When I first started working on the new pieces that I have since sent out to Cappaert Contemporary and Lark and Key Gallery for spring shows, I needed to start small and with what is comfortable for me. It’s like easing my way in to the work flow. The comfortable process for me is the small format mixed media that I have done for years, especially when I used to make my hand bound mixed media cover journals all the time. Below is the first iteration of Anywhere and Everywhere. I created this back in early March.
When I was in college I majored in Communication Sciences and Disorders and I had many classes about brain development and how we learn and process the world. I loved my classes as I have always been fascinated with languages too and a lot of my studies focused around how language skills are developed in children. Language is a fundamental way in how humans process the world. Language and communication though is so much more than just words. The way we communicate visually has its own developmental steps. I was thinking about that when I worked on this collage. Especially when I added that blue line of paint at the top edge.
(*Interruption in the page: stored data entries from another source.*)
use super::LookupIndex;
use crate::Record;

fn names() -> LookupIndex<char, String> {
    [
        ('a', "Ahmed"),
        ('a', "Anatole"),
        ('a', "Anais"),
        ('b', "Beatrice"),
    ]
    .into_iter()
    .map(|(k, v)| Record::new(k, v.to_owned()))
    .collect()
}

fn values(index: &LookupIndex<char, String>, key: char) -> Vec<&str> {
    index.get(&key).iter().map(|r| r.value().as_str()).collect()
}

#[test]
fn grouped_and_sorted() {
    let index = names();

    assert_eq!(index.len(), 4);
    assert_eq!(index.group_count(), 2);
    assert_eq!(values(&index, 'a'), ["Ahmed", "Anais", "Anatole"]);
    assert_eq!(values(&index, 'b'), ["Beatrice"]);
    assert!(values(&index, 'c').is_empty());
}

#[test]
fn cascading_delete() {
    let mut index = names();

    assert!(index.delete_record(&Record::new('b', String::from("Beatrice"))));
    assert!(index.find(&'b').is_none());
    assert!(!index.contains_key(&'b'));
    assert_eq!(index.len(), 3);
    assert_eq!(index.group_count(), 1);

    assert!(!index.delete_record(&Record::new('b', String::from("Beatrice"))));
    assert!(!index.delete_record(&Record::new('a', String::from("Alice"))));
    assert_eq!(index.len(), 3);
}

#[test]
fn delete_keeps_non_empty_group() {
    let mut index = names();

    assert!(index.delete_record(&Record::new('a', String::from("Anais"))));
    assert_eq!(values(&index, 'a'), ["Ahmed", "Anatole"]);
    assert!(index.find(&'a').is_some());
}

#[test]
fn groups_sorted_by_key() {
    let mut index = LookupIndex::new();

    for key in [42, 7, 19, 7, -3, 42, 0] {
        index.insert(key, key * 10);
    }

    let keys = index.groups().map(|g| *g.key()).collect::<Vec<_>>();
    assert_eq!(keys, [-3, 0, 7, 19, 42]);
    assert_eq!(index.len(), 7);
    assert_eq!(index.get(&7).len(), 2);
}

#[test]
fn add_group_is_idempotent() {
    let mut index = LookupIndex::<i32, i32>::new();

    index.add_group(&5);
    index.add_group(&5);
    assert_eq!(index.group_count(), 1);
    assert_eq!(index.len(), 0);
    assert!(index.get(&5).is_empty());

    index.insert(5, 1);
    assert_eq!(index.group_count(), 1);
    assert_eq!(index.len(), 1);
}

#[test]
fn delete_group() {
    let mut index = names();

    assert!(index.delete_group(&'a'));
    assert_eq!(index.len(), 1);
    assert!(!index.delete_group(&'a'));
    assert!(index.get(&'a').is_empty());
}

#[test]
fn records_in_key_then_value_order() {
    let index = names();
    let records = index.records().cloned().collect::<Vec<_>>();

    let mut sorted = records.clone();
    sorted.sort();
    assert_eq!(records, sorted);
}

#[test]
fn size_is_sum_of_groups() {
    let mut index = LookupIndex::new();

    for n in 0..50 {
        index.insert(n % 7, n);
    }

    let sum = index.groups().map(|g| g.len()).sum::<usize>();
    assert_eq!(index.len(), 50);
    assert_eq!(sum, 50);

    for n in 0..50 {
        assert!(index.delete_record(&Record::new(n % 7, n)));
    }

    assert!(index.is_empty());
    assert_eq!(index.group_count(), 0);
}

#[test]
fn display() {
    let index = names();
    assert_eq!(
        index.to_string(),
        "Index {\n  a (3): [Ahmed, Anais, Anatole]\n  b (1): [Beatrice]\n}"
    );
    assert_eq!(LookupIndex::<char, String>::new().to_string(), "Index {\n}");
}

#[test]
fn load_str() {
    let mut index = LookupIndex::<i32, i32>::new();
    let report = index.load_str("200 ; 267\n200;12\nbroken\n");

    assert_eq!(report.loaded, 2);
    assert_eq!(report.skipped, 1);

    let values = index.get(&200).iter().map(|r| *r.value()).collect::<Vec<_>>();
    assert_eq!(values, [12, 267]);
}
//! Holds one index out of a closed set of key and value types.


use std::fmt;
use std::path::Path;

use serde::{Deserialize, Serialize};
use thiserror::Error;

use crate::field::parse_trimmed;
use crate::loader::{LoadError, LoadReport, TextLoader};
use crate::reporter::{Reporter, TracingReporter};
use crate::{Field, FieldError, LookupIndex, Record};

/// Errors raised by [`Dispatcher`].
#[derive(Debug, Error)]
pub enum DispatchError {
    #[error("No index is loaded")]
    NoIndexLoaded,
    #[error(transparent)]
    Field(#[from] FieldError),
    #[error(transparent)]
    Load(#[from] LoadError),
}

/// The supported combinations of key and value types.
#[derive(Debug, Clone, Copy, PartialEq, Eq, Hash, Serialize, Deserialize)]
#[serde(rename_all = "kebab-case")]
pub enum IndexKind {
    /// Character keys with text values.
    CharString,
    /// Integer keys with text values.
    IntString,
    /// Integer keys with integer values.
    IntInt,
}

impl IndexKind {
    pub const ALL: &'static [IndexKind] =
        &[IndexKind::CharString, IndexKind::IntString, IndexKind::IntInt];

    /// Get the keyword of the kind.
    pub fn name(&self) -> &'static str {
        match self {
            IndexKind::CharString => "char-string",
            IndexKind::IntString => "int-string",
            IndexKind::IntInt => "int-int",
        }
    }

    /// Get a description of the kind.
    pub fn description(&self) -> &'static str {
        match self {
            IndexKind::CharString => "Character keys with text values",
            IndexKind::IntString => "Integer keys with text values",
            IndexKind::IntInt => "Integer keys with integer values",
        }
    }

    /// Parse a kind from its keyword.
    pub fn parse_keyword(keyword: &str) -> Option<IndexKind> {
        IndexKind::ALL
            .iter()
            .copied()
            .find(|kind| kind.name() == keyword)
    }
}

impl fmt::Display for IndexKind {
    #[inline]
    fn fmt(&self, f: &mut fmt::Formatter<'_>) -> fmt::Result {
        self.name().fmt(f)
    }
}

/// A live index of one of the supported kinds.
#[derive(Debug, Clone, PartialEq, Eq)]
pub enum AnyIndex {
    CharString(LookupIndex<char, String>),
    IntString(LookupIndex<i32, String>),
    IntInt(LookupIndex<i32, i32>),
}

impl AnyIndex {
    /// Construct an empty index of the given kind.
    pub fn empty(kind: IndexKind) -> Self {
        match kind {
            IndexKind::CharString => AnyIndex::CharString(LookupIndex::new()),
            IndexKind::IntString => AnyIndex::IntString(LookupIndex::new()),
            IndexKind::IntInt => AnyIndex::IntInt(LookupIndex::new()),
        }
    }

    /// The kind of the index.
    pub fn kind(&self) -> IndexKind {
        match self {
            AnyIndex::CharString(..) => IndexKind::CharString,
            AnyIndex::IntString(..) => IndexKind::IntString,
            AnyIndex::IntInt(..) => IndexKind::IntInt,
        }
    }

    fn as_text(&self) -> &dyn TextIndex {
        match self {
            AnyIndex::CharString(index) => index,
            AnyIndex::IntString(index) => index,
            AnyIndex::IntInt(index) => index,
        }
    }

    fn as_text_mut(&mut self) -> &mut dyn TextIndex {
        match self {
            AnyIndex::CharString(index) => index,
            AnyIndex::IntString(index) => index,
            AnyIndex::IntInt(index) => index,
        }
    }
}

impl fmt::Display for AnyIndex {
    #[inline]
    fn fmt(&self, f: &mut fmt::Formatter<'_>) -> fmt::Result {
        self.as_text().render(f)
    }
}

/// Operations on an index addressed through textual keys and values.
trait TextIndex {
    fn len(&self) -> usize;

    fn get(&self, key: &str) -> Result<Vec<String>, FieldError>;

    fn contains_key(&self, key: &str) -> Result<bool, FieldError>;

    fn add(&mut self, key: &str, value: &str) -> Result<(), FieldError>;

    fn delete_record(&mut self, key: &str, value: &str) -> Result<bool, FieldError>;

    fn delete_group(&mut self, key: &str) -> Result<bool, FieldError>;

    fn load_path(
        &mut self,
        loader: &TextLoader<&dyn Reporter>,
        path: &Path,
    ) -> Result<LoadReport, LoadError>;

    fn render(&self, f: &mut fmt::Formatter<'_>) -> fmt::Result;
}

impl<K, V> TextIndex for LookupIndex<K, V>
where
    K: Field + Ord + Clone + fmt::Display,
    V: Field + Ord + fmt::Display,
{
    fn len(&self) -> usize {
        LookupIndex::len(self)
    }

    fn get(&self, key: &str) -> Result<Vec<String>, FieldError> {
        let key = parse_trimmed::<K>(key)?;
        let values = LookupIndex::get(self, &key)
            .iter()
            .map(|record| record.value().to_string())
            .collect();
        Ok(values)
    }

    fn contains_key(&self, key: &str) -> Result<bool, FieldError> {
        Ok(LookupIndex::contains_key(self, &parse_trimmed::<K>(key)?))
    }

    fn add(&mut self, key: &str, value: &str) -> Result<(), FieldError> {
        let record = Record::new(parse_trimmed::<K>(key)?, parse_trimmed::<V>(value)?);
        self.add_record(record);
        Ok(())
    }

    fn delete_record(&mut self, key: &str, value: &str) -> Result<bool, FieldError> {
        let record = Record::new(parse_trimmed::<K>(key)?, parse_trimmed::<V>(value)?);
        Ok(LookupIndex::delete_record(self, &record))
    }

    fn delete_group(&mut self, key: &str) -> Result<bool, FieldError> {
        Ok(LookupIndex::delete_group(self, &parse_trimmed::<K>(key)?))
    }

    fn load_path(
        &mut self,
        loader: &TextLoader<&dyn Reporter>,
        path: &Path,
    ) -> Result<LoadReport, LoadError> {
        loader.load_path(self, path)
    }

    fn render(&self, f: &mut fmt::Formatter<'_>) -> fmt::Result {
        fmt::Display::fmt(self, f)
    }
}

/// Owns at most one live index and forwards textual operations to it.
///
/// Keys and values are given as text and parsed according to the kind of the
/// loaded index.
pub struct Dispatcher<R = TracingReporter> {
    current: Option<AnyIndex>,
    reporter: R,
    separator: char,
}

impl Dispatcher {
    /// Construct a dispatcher with nothing loaded.
    pub const fn new() -> Self {
        Self {
            current: None,
            reporter: TracingReporter,
            separator: crate::loader::DEFAULT_SEPARATOR,
        }
    }
}

impl Default for Dispatcher {
    #[inline]
    fn default() -> Self {
        Self::new()
    }
}

impl<R> Dispatcher<R>
where
    R: Reporter,
{
    /// Use a different reporter for loads.
    pub fn with_reporter<T>(self, reporter: T) -> Dispatcher<T>
    where
        T: Reporter,
    {
        Dispatcher {
            current: self.current,
            reporter,
            separator: self.separator,
        }
    }

    /// Use a different field separator for loads.
    pub fn with_separator(self, separator: char) -> Self {
        Self { separator, ..self }
    }

    /// Load a new index of `kind` from `path`.
    ///
    /// Any previously loaded index is dropped first, even if this load fails.
    pub fn load<P>(&mut self, kind: IndexKind, path: P) -> Result<LoadReport, DispatchError>
    where
        P: AsRef<Path>,
    {
        self.current = None;

        let loader = TextLoader::new()
            .with_reporter(&self.reporter as &dyn Reporter)
            .with_separator(self.separator);

        let mut index = AnyIndex::empty(kind);
        let report = index.as_text_mut().load_path(&loader, path.as_ref())?;
        tracing::debug!(%kind, records = report.loaded, "Index loaded");
        self.current = Some(index);
        Ok(report)
    }

    /// Replace the current index with an existing one.
    pub fn replace(&mut self, index: AnyIndex) -> Option<AnyIndex> {
        self.current.replace(index)
    }

    /// Drop the current index.
    pub fn unload(&mut self) -> Option<AnyIndex> {
        self.current.take()
    }

    /// Test if an index is loaded.
    pub fn is_loaded(&self) -> bool {
        self.current.is_some()
    }

    /// The kind of the loaded index.
    pub fn kind(&self) -> Option<IndexKind> {
        Some(self.current.as_ref()?.kind())
    }

    /// Access the loaded index.
    pub fn current(&self) -> Option<&AnyIndex> {
        self.current.as_ref()
    }

    fn index(&self) -> Result<&dyn TextIndex, DispatchError> {
        match &self.current {
            Some(index) => Ok(index.as_text()),
            None => Err(DispatchError::NoIndexLoaded),
        }
    }

    fn index_mut(&mut self) -> Result<&mut dyn TextIndex, DispatchError> {
        match &mut self.current {
            Some(index) => Ok(index.as_text_mut()),
            None => Err(DispatchError::NoIndexLoaded),
        }
    }

    /// Total number of records in the loaded index.
    pub fn len(&self) -> Result<usize, DispatchError> {
        Ok(self.index()?.len())
    }

    /// Values stored under `key`, rendered as text.
    pub fn get(&self, key: &str) -> Result<Vec<String>, DispatchError> {
        Ok(self.index()?.get(key)?)
    }

    /// Test if a group exists for `key`.
    pub fn contains_key(&self, key: &str) -> Result<bool, DispatchError> {
        Ok(self.index()?.contains_key(key)?)
    }

    /// Add a record.
    pub fn add(&mut self, key: &str, value: &str) -> Result<(), DispatchError> {
        Ok(self.index_mut()?.add(key, value)?)
    }

    /// Remove a record, dropping its group if it becomes empty.
    pub fn delete_record(&mut self, key: &str, value: &str) -> Result<bool, DispatchError> {
        Ok(self.index_mut()?.delete_record(key, value)?)
    }

    /// Remove the group for `key`.
    pub fn delete_group(&mut self, key: &str) -> Result<bool, DispatchError> {
        Ok(self.index_mut()?.delete_group(key)?)
    }

    /// Render the loaded index.
    pub fn render(&self) -> Result<String, DispatchError> {
        let index = self.current.as_ref().ok_or(DispatchError::NoIndexLoaded)?;
        Ok(index.to_string())
    }
}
I once had to collect drawings from a bunch of kids at a local elementary school in different grades to study symbolic development and I loved how at the younger years they all would draw a blue line at the top of the page to symbolize sky. Then a big yellow circle with rays fanning out from it. Eventually they would figure out using the “M” shape to symbolize birds in flight.
With a very young group of kids I had to collect samples of drawings and I’d give them a sheet of paper to fill up and there’d always be a kid who would just scribble in the middle of the big white sheet and be like- I’m done! And I would have to cajole them into drawing a little bit more.
Later in my studies, I had chosen to focus on Learning Disabilities. When I had to do clinicals, I remember this one red haired and freckled boy who had severe processing issues, dyslexia as well as math and spatial learning disabilities. Because school was so difficult for him, he had a lot of anger and when we would ask him to engage, a thick invisible wall would go up between us. My professor and grad student supervisor were like, Bridgette, you need to figure out a way to reach him. I was like, uh, ok, I’m only 20 years old….I had no idea what would work. At the next clinic I had to run it independently with the professor and grad student observing through a one way window/mirror. I was running out of ideas to get him interested as well as understand the lesson and I reached for the dry erase marker and went to the board and started drawing an airplane. I don’t remember why I drew an airplane, but I remember it clearly. We continued on and finished our objective. Afterwards my professor and supervisor were so excited. They said that when I started drawing, the angry red haired boy, actually looked up and watched me carefully and uncrossed his arms. It was the first time in weeks that anyone had been able to penetrate that invisible wall.
There had been other times when I would draw something for young kids they would all hush down quietly and actually get still, like I was a powerful magician, casting a spell. Which anyone who has to wrangle a bunch of little kids with lots of energy knows, was a bit like magic. The creative process is so fascinating and it’s so integral to what makes us human. And I believe there is something magical about it.
I created the original collage on the inside of an old school book cover.
I bound up the original collage into a journal. And then, I decided to mute the whole piece with one of my birds in flight images dipped in encaustic medium and adhered it over the original collage. But the original scribbles and ink splatters are still there, just under the layer of birds, who sort of look like flying Ms. Just a tad.